Segment Start: Records for processing

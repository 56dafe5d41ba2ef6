use bytes::Bytes;

/// Transport-neutral websocket frame.
///
/// Transports convert their native frame representation into/from `WsFrame`;
/// everything above the transport seam only ever sees this type.
#[derive(Clone, Debug, PartialEq, Eq)]
pub enum WsFrame {
    Text(Bytes),
    Binary(Bytes),
    Ping(Bytes),
    Pong(Bytes),
    Close(Option<WsCloseFrame>),
}

#[derive(Clone, Debug, PartialEq, Eq)]
pub struct WsCloseFrame {
    pub code: u16,
    pub reason: Bytes,
}

impl WsFrame {
    /// Payload bytes of data-bearing frames. Close frames carry none.
    #[inline]
    pub fn payload_bytes(&self) -> Option<&[u8]> {
        match self {
            WsFrame::Text(bytes)
            | WsFrame::Binary(bytes)
            | WsFrame::Ping(bytes)
            | WsFrame::Pong(bytes) => Some(bytes.as_ref()),
            WsFrame::Close(_) => None,
        }
    }

    /// Wrap serialized UTF-8 JSON in a text frame without copying.
    #[inline]
    pub fn json(encoded: Vec<u8>) -> Self {
        WsFrame::Text(Bytes::from(encoded))
    }
}

/// Convert owned bytes into a frame, preferring text when valid UTF-8.
#[inline]
pub fn into_ws_frame<B>(bytes: B) -> WsFrame
where
    B: Into<Bytes>,
{
    let payload = bytes.into();
    if std::str::from_utf8(payload.as_ref()).is_ok() {
        WsFrame::Text(payload)
    } else {
        WsFrame::Binary(payload)
    }
}
//! Simulation state and core types
//!
//! Everything the cannon loop needs lives in [`SimulationState`], owned by
//! the caller and passed to [`super::tick`] explicitly.

use glam::{DQuat, DVec3};
use serde::{Deserialize, Serialize};

use super::forces::{centrifugal, coriolis};
use super::frame::{ReferenceFrame, position_to_lab, velocity_to_lab};
use super::integrator::ParticleState;
use crate::consts::*;
use crate::settings::Settings;

/// Whether the loop advances
#[derive(Debug, Clone, Copy, PartialEq, Eq, Serialize, Deserialize)]
pub enum SimPhase {
    Running,
    Paused,
}

/// A bullet fired by the cannon, integrated in rotating-frame coordinates
#[derive(Debug, Clone, Serialize, Deserialize)]
pub struct Bullet {
    pub id: u32,
    pub particle: ParticleState,
    /// Cull radius measured from the rotation origin
    pub max_distance: f64,
}

impl Bullet {
    pub fn new(id: u32, position: DVec3, velocity: DVec3, omega: DVec3, max_distance: f64) -> Self {
        Self {
            id,
            particle: ParticleState::new(position, velocity, omega),
            max_distance,
        }
    }

    /// Advance by `substeps` integrator calls of `dt` each
    pub fn advance(&mut self, omega: DVec3, dt: f64, substeps: u32) {
        self.particle.step_n(omega, dt, substeps);
    }

    pub fn is_out_of_bounds(&self) -> bool {
        self.particle.distance() >= self.max_distance
    }
}

/// Notifications for the host, drained once per tick
#[derive(Debug, Clone, PartialEq, Serialize, Deserialize)]
pub enum SimEvent {
    /// Cannon fired a new bullet
    Fired { id: u32 },
    /// Bullet crossed its cull radius and was removed
    OutOfBounds { id: u32, position: DVec3 },
    /// Current bullet passed the pause distance; the simulation is now paused
    ReachedPauseDistance {
        id: u32,
        position: DVec3,
        velocity: DVec3,
        omega: DVec3,
    },
}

Segment End: Records for processing

**Work to be completed**
Could I ask you to return the records exactly and in full?

**Answer to this task**
repository 56dafe5d41ba2ef6
use bytes::Bytes;

/// Transport-neutral websocket frame.
///
/// Transports convert their native frame representation into/from `WsFrame`;
/// everything above the transport seam only ever sees this type.
#[derive(Clone, Debug, PartialEq, Eq)]
pub enum WsFrame {
    Text(Bytes),
    Binary(Bytes),
    Ping(Bytes),
    Pong(Bytes),
    Close(Option<WsCloseFrame>),
}

#[derive(Clone, Debug, PartialEq, Eq)]
pub struct WsCloseFrame {
    pub code: u16,
    pub reason: Bytes,
}

impl WsFrame {
    /// Payload bytes of data-bearing frames. Close frames carry none.
    #[inline]
    pub fn payload_bytes(&self) -> Option<&[u8]> {
        match self {
            WsFrame::Text(bytes)
            | WsFrame::Binary(bytes)
            | WsFrame::Ping(bytes)
            | WsFrame::Pong(bytes) => Some(bytes.as_ref()),
            WsFrame::Close(_) => None,
        }
    }

    /// Wrap serialized UTF-8 JSON in a text frame without copying.
    #[inline]
    pub fn json(encoded: Vec<u8>) -> Self {
        WsFrame::Text(Bytes::from(encoded))
    }
}

/// Convert owned bytes into a frame, preferring text when valid UTF-8.
#[inline]
pub fn into_ws_frame<B>(bytes: B) -> WsFrame
where
    B: Into<Bytes>,
{
    let payload = bytes.into();
    if std::str::from_utf8(payload.as_ref()).is_ok() {
        WsFrame::Text(payload)
    } else {
        WsFrame::Binary(payload)
    }
}
//! Simulation state and core types
//!
//! Everything the cannon loop needs lives in [`SimulationState`], owned by
//! the caller and passed to [`super::tick`] explicitly.

use glam::{DQuat, DVec3};
use serde::{Deserialize, Serialize};

use super::forces::{centrifugal, coriolis};
use super::frame::{ReferenceFrame, position_to_lab, velocity_to_lab};
use super::integrator::ParticleState;
use crate::consts::*;
use crate::settings::Settings;

/// Whether the loop advances
#[derive(Debug, Clone, Copy, PartialEq, Eq, Serialize, Deserialize)]
pub enum SimPhase {
    Running,
    Paused,
}

/// A bullet fired by the cannon, integrated in rotating-frame coordinates
#[derive(Debug, Clone, Serialize, Deserialize)]
pub struct Bullet {
    pub id: u32,
    pub particle: ParticleState,
    /// Cull radius measured from the rotation origin
    pub max_distance: f64,
}

impl Bullet {
    pub fn new(id: u32, position: DVec3, velocity: DVec3, omega: DVec3, max_distance: f64) -> Self {
        Self {
            id,
            particle: ParticleState::new(position, velocity, omega),
            max_distance,
        }
    }

    /// Advance by `substeps` integrator calls of `dt` each
    pub fn advance(&mut self, omega: DVec3, dt: f64, substeps: u32) {
        self.particle.step_n(omega, dt, substeps);
    }

    pub fn is_out_of_bounds(&self) -> bool {
        self.particle.distance() >= self.max_distance
    }
}

/// Notifications for the host, drained once per tick
#[derive(Debug, Clone, PartialEq, Serialize, Deserialize)]
pub enum SimEvent {
    /// Cannon fired a new bullet
    Fired { id: u32 },
    /// Bullet crossed its cull radius and was removed
    OutOfBounds { id: u32, position: DVec3 },
    /// Current bullet passed the pause distance; the simulation is now paused
    ReachedPauseDistance {
        id: u32,
        position: DVec3,
        velocity: DVec3,
        omega: DVec3,
    },
}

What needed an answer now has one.